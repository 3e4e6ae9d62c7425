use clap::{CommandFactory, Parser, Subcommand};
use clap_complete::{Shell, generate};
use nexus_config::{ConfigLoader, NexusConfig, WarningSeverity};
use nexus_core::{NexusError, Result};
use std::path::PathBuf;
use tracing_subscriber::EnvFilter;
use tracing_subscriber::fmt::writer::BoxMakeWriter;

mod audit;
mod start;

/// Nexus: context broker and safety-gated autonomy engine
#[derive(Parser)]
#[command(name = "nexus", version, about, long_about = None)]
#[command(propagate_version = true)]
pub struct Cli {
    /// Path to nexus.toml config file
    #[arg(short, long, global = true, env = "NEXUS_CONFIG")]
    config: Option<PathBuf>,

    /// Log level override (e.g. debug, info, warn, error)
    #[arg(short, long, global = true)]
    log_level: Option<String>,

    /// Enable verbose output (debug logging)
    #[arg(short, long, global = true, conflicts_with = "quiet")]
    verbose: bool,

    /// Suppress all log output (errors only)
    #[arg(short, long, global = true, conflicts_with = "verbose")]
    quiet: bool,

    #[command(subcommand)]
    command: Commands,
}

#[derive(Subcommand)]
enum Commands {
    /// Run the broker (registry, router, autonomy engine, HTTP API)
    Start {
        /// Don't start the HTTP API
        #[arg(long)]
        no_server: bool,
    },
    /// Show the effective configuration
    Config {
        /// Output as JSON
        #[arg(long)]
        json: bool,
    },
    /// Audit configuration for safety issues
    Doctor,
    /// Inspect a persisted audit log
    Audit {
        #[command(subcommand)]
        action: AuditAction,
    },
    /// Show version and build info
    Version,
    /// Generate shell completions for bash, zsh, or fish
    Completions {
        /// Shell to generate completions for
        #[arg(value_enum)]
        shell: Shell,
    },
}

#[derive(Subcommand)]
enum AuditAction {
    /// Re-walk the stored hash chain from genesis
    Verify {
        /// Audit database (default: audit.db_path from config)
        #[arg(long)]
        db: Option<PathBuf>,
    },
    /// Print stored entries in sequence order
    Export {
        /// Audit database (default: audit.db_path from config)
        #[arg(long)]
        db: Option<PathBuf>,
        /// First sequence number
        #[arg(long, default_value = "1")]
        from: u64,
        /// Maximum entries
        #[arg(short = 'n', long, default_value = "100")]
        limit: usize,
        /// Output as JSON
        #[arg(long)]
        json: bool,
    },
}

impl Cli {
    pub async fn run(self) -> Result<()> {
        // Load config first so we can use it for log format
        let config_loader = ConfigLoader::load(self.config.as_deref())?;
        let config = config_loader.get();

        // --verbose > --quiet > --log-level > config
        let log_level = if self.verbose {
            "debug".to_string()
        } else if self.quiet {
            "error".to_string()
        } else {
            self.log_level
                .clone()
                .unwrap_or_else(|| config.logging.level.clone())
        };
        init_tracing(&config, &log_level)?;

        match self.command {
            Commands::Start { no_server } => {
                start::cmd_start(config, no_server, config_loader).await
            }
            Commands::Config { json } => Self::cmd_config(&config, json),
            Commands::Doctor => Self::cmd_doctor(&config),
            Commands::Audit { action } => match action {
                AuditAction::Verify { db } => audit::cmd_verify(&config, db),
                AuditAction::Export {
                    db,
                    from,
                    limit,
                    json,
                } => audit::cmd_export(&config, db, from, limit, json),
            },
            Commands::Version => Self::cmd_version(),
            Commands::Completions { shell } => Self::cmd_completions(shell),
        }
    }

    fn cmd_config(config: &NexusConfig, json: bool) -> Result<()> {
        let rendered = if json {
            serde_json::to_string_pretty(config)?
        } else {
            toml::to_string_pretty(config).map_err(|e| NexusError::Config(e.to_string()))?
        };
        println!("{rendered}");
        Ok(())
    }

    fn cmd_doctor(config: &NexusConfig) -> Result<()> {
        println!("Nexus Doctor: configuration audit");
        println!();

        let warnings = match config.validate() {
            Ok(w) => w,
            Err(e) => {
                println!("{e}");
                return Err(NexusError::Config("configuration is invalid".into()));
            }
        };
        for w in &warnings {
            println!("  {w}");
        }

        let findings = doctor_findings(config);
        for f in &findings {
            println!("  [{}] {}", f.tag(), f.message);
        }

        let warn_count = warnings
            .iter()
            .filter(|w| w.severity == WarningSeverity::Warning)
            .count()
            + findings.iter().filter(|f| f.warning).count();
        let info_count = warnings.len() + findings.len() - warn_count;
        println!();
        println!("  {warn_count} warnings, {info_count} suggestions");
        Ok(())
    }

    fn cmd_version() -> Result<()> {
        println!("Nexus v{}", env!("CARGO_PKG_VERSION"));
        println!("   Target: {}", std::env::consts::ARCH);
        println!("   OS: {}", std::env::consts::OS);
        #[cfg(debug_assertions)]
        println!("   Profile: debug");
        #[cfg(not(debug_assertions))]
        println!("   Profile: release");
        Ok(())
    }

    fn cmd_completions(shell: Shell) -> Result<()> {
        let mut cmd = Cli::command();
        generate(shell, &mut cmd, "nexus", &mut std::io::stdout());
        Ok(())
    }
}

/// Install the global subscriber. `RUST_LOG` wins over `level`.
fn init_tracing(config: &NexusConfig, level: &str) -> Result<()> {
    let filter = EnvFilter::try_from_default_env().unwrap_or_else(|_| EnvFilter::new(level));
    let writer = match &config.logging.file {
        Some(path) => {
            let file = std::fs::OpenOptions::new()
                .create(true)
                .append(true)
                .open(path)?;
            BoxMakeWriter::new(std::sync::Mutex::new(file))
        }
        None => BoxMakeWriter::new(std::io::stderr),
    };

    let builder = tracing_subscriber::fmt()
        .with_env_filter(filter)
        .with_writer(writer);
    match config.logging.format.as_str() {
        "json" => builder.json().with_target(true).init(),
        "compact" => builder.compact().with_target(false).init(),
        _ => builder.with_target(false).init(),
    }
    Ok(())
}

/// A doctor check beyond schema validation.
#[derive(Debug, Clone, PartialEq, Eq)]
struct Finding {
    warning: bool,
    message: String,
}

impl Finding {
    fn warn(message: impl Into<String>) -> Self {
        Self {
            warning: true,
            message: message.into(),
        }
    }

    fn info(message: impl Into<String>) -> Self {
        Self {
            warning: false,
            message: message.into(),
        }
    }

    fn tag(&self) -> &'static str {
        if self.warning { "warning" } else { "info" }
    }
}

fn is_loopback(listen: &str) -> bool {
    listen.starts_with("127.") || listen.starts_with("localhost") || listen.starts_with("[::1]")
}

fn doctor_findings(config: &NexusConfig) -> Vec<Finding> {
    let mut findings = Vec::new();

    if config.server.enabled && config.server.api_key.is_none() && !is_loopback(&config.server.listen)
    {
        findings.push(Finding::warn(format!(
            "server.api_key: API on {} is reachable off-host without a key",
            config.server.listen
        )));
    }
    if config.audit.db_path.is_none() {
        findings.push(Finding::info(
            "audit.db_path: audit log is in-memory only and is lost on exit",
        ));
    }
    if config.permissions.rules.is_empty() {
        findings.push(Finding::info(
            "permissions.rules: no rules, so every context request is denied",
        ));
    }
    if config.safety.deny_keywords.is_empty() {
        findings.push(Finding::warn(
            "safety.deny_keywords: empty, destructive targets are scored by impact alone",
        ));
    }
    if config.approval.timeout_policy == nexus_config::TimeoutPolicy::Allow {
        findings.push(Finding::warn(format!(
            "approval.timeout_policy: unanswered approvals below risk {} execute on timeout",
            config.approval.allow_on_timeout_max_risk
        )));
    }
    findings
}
--
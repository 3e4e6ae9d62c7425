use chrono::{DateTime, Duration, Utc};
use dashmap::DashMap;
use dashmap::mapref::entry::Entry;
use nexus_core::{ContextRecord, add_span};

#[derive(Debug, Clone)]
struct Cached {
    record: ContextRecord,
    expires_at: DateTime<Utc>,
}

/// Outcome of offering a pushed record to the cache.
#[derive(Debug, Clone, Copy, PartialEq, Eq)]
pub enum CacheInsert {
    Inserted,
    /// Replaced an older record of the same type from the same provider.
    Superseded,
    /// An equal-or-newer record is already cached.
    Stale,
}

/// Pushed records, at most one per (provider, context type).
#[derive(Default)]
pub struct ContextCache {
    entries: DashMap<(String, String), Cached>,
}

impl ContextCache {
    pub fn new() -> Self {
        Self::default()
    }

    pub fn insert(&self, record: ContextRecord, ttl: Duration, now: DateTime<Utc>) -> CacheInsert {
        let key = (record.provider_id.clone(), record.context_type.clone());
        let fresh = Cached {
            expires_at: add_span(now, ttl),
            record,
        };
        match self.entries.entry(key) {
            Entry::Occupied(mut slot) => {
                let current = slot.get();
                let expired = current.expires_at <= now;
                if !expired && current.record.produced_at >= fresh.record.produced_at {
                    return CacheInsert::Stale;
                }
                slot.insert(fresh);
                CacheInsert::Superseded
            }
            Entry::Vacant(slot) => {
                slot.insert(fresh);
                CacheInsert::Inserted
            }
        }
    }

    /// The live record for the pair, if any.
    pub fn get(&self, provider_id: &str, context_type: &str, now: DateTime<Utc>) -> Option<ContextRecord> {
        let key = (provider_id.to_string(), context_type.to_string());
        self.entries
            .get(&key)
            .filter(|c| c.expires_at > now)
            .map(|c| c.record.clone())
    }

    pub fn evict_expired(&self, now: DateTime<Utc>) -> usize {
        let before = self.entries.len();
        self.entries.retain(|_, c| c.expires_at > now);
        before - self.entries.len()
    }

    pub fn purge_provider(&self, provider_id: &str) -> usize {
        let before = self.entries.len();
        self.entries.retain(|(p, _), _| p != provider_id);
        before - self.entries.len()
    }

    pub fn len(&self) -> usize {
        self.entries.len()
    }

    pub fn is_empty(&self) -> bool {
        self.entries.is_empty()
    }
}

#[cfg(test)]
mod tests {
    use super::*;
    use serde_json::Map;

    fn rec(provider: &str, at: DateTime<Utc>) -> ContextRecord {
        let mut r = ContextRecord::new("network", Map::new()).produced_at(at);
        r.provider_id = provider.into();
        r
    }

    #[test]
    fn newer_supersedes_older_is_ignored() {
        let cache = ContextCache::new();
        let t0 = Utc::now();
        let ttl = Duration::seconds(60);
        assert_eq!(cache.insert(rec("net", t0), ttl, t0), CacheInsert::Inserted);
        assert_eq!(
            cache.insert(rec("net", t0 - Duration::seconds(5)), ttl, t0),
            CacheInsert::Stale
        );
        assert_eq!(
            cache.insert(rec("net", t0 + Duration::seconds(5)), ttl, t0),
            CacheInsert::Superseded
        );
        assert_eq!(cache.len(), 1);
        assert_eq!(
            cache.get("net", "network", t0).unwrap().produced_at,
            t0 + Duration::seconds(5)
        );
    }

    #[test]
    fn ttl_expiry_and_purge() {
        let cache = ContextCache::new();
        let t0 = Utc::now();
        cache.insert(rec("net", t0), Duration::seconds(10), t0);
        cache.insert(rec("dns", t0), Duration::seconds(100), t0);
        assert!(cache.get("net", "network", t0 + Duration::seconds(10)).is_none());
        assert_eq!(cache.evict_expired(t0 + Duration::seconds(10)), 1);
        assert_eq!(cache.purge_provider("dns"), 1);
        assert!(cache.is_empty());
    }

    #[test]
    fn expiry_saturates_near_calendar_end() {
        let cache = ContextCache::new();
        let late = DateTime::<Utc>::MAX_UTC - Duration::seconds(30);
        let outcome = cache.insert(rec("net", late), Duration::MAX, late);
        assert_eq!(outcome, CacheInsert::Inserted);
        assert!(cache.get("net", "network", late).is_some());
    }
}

▶ **What you are asked to do**: Count the lines in the records that contain the word "NexusConfig", and give only that number.

▶ **Response to the task**: 5